Wednesday, May 16, 2007

How to Retire Without Saving

Many people can't save. Sometimes it's for good reasons--illness, an aged parent who needs support, a child with special needs, or too low an income. Other times, the reasons are not so good--serial spending, reckless investing or indifference to the future. Whatever the reasons, good or bad, these people need to retire, too. How can they do it? Here are some ideas.

1. Get a job with a pension. Government jobs, military service, law enforcement and educational jobs usually offer pensions. Some of these employers also offer retirement savings accounts similar to the 401(k) plan--the federal government's Thrift Savings Plan is an example. These jobs aren't for everyone. Governments are often bureaucratic, and action-oriented people may have a hard time fitting in. Teachers sometimes find that their jobs involve as much babysitting as teaching. Military and law enforcement personnel perform yeoman's duty for everyone else, but they have to be disciplined, motivated and able to deal with a highly structured and high-pressured environment. It often takes 20 or more years to qualify for a pension, so this isn't a cakewalk. But if you think you're cut out for one of these jobs, and your retirement savings hover around zero on a good day, give it a try.

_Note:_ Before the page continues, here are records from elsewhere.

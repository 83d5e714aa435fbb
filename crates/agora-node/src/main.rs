use anyhow::Result;
use clap::{Parser, Subcommand};
use std::path::PathBuf;
use tracing::info;

mod api;
mod config;
mod logging;
mod node;
mod peers;

use config::NodeConfig;

#[derive(Parser)]
#[command(name = "agora")]
#[command(about = "Agora - validator-side tournament engine", long_about = None)]
#[command(version)]
struct Cli {
    /// Configuration file path
    #[arg(short, long, value_name = "FILE")]
    config: Option<PathBuf>,

    #[command(subcommand)]
    command: Commands,
}

#[derive(Subcommand)]
enum Commands {
    /// Start the validator node (worker, scheduler, admin API)
    Start,
    /// Validate the configuration and print the effective values
    CheckConfig,
}

#[tokio::main]
async fn main() -> Result<()> {
    let cli = Cli::parse();
    let config = NodeConfig::load(cli.config.as_deref())?;

    match cli.command {
        Commands::Start => {
            logging::init_logging(&config.logging)?;
            info!(
                version = env!("CARGO_PKG_VERSION"),
                schedule_mode = ?config.tournament.schedule_mode,
                networks = ?config.tournament.networks,
                "🚀 agora node starting"
            );
            let node = node::AgoraNode::build(config)?;
            node.run().await
        }
        Commands::CheckConfig => {
            // Validation already happened in load(); print the effective
            // config for operators.
            println!("{}", toml::to_string_pretty(&config)?);
            Ok(())
        }
    }
}
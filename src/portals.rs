use crate::client::{Command, CteraHost};
use crate::entities::Portal;
use crate::pager::Pager;
use crate::query::QueryParam;
use anyhow::{Context, Result};
use log::info;
use serde::Serialize;

/// Parameter of a new team portal
#[derive(Serialize, Debug)]
#[serde(rename_all = "camelCase")]
pub struct TeamPortal {
    #[serde(rename = "_classname")]
    classname: &'static str,
    pub name: String,
    pub display_name: Option<String>,
    pub external_portal_id: Option<String>,
    pub company_name: Option<String>,
}

impl TeamPortal {
    #[must_use]
    pub fn new(name: impl Into<String>) -> Self {
        Self {
            classname: "TeamPortal",
            name: name.into(),
            display_name: None,
            external_portal_id: None,
            company_name: None,
        }
    }
}

/// Team portal (tenant) management, available to global administrators
pub struct Portals<'a> {
    host: &'a CteraHost,
}

impl<'a> Portals<'a> {
    pub(crate) fn new(host: &'a CteraHost) -> Self {
        Self { host }
    }

    /// Lists active tenants, one page at a time
    ///
    /// # Errors
    ///
    /// Returns an error if the query parameter cannot be built
    pub fn tenants(&self) -> Result<Pager<Command<'a, QueryParam, Portal>>> {
        let param = QueryParam::builder()
            .include_classname()
            .start_from(0)
            .build()?;
        Ok(self.host.iterator("", "getPortalsDisplayInfo", param))
    }

    /// Creates a team portal, returning the server's response
    ///
    /// # Errors
    ///
    /// Returns an error if the network request fails or the response cannot be parsed
    pub async fn add(
        &self,
        name: &str,
        display_name: Option<&str>,
        billing_id: Option<&str>,
        company: Option<&str>,
    ) -> Result<String> {
        let param = TeamPortal {
            display_name: display_name.map(String::from),
            external_portal_id: billing_id.map(String::from),
            company_name: company.map(String::from),
            ..TeamPortal::new(name)
        };

        info!("Adding team portal. name: {name}");

        let response = self
            .host
            .add("/teamPortals", &param)
            .await
            .context("Failed to add team portal")?;

        info!("Team portal added. name: {name}");
        Ok(response)
    }

    /// Moves a team portal to the trash can
    ///
    /// # Errors
    ///
    /// Returns an error if the network request fails or the response cannot be parsed
    pub async fn delete(&self, name: &str) -> Result<String> {
        info!("Deleting team portal. name: {name}");
        self.host
            .execute_no_param(&Self::portal_path(name), "delete")
            .await
            .context("Failed to delete team portal")
    }

    /// Restores a team portal from the trash can
    ///
    /// # Errors
    ///
    /// Returns an error if the network request fails or the response cannot be parsed
    pub async fn undelete(&self, name: &str) -> Result<String> {
        info!("Recovering team portal. name: {name}");
        self.host
            .execute_no_param(&Self::portal_path(name), "moveFromTrashcan")
            .await
            .context("Failed to recover team portal")
    }

    /// Switches the session into a tenant's context
    ///
    /// # Errors
    ///
    /// Returns an error if the network request fails
    pub async fn browse(&self, name: &str) -> Result<()> {
        info!("Browsing team portal. name: {name}");
        self.host.put("/currentPortal", name).await
    }

    /// Switches the session back to the global administration context
    ///
    /// # Errors
    ///
    /// Returns an error if the network request fails
    pub async fn browse_global_admin(&self) -> Result<()> {
        info!("Browsing global administration.");
        self.host.put("/currentPortal", "").await
    }

    fn portal_path(name: &str) -> String {
        format!("/teamPortals/{}", urlencoding::encode(name))
    }
}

Corporate pensions continue to exist, especially at the larger, old line companies. But most corporations are fleeing the traditional defined benefit pension (the good kind) faster than rich folks left New Orleans before Katrina. New hires often are unable to participate in the older pension plans. If you have the opportunity to participate in a corporate pension plan, consider yourself lucky. But don't rely entirely on the company pension. You may be disappointed.

2. Buy a house and pay off the mortgage and all home equity debt. Many people who can't put $20 into a savings account always manage to pay the mortgage one way or another. The house can be used as a vehicle for forced savings. Just don't mess things up by taking out a home equity loan or home equity line of credit. You'll get only a finite amount of home equity in your life. If you take out home equity debt, you use up some of your finite lifetime home equity. Yes, you can repay the home equity loan, but you have to use cash that could otherwise have been devoted to retirement savings. If you enter retirement with a home that's free and clear of all liens, you'll have a valuable asset that could add much to your golden years.

3. Work longer. The longer you work, the more your Social Security payments will be. We explained how this works in our earlier blog, Mysteries of Social Security Retirement Benefits, Part 1 ( An added benefit of working longer is that it gives you more time to save, and, if you are lucky enough to have a pension, it may help you earn a larger pension. While working longer isn't the fastest way to the cabana on the beach, you may end up with a nicer cabana.

4. Stay together. This is something we discussed in our blog "Love in a Time of Financial Planning--Part Deux" ( Two people together can often do better than if they were alone. Consider the following example. Each member of a couple gets $15,000 in Social Security benefits, and has $250,000 in savings, enough to allow withdrawal of $10,000 a year in retirement beginning at age 65. Individually, they'd each have $25,000 a year, enough to be okay, but not more than that. Together, they'd have $50,000 a year, enough to be solidly middle class. The idea of staying together for financial reasons conjures up images of bedraggled housewives stuck in loveless marriages with unshaven, potbellied louts who drink too much and smoke cheap cigars. That's not what we mean. Sometimes, no relationship is better than a bad one. But you have many reasons to make your relationship work and your financial well-being may be one of them.

None of these strategies will get you luxuries. You need savings for that. But if you feel like you're financially lost, don't give up. There's still hope for you.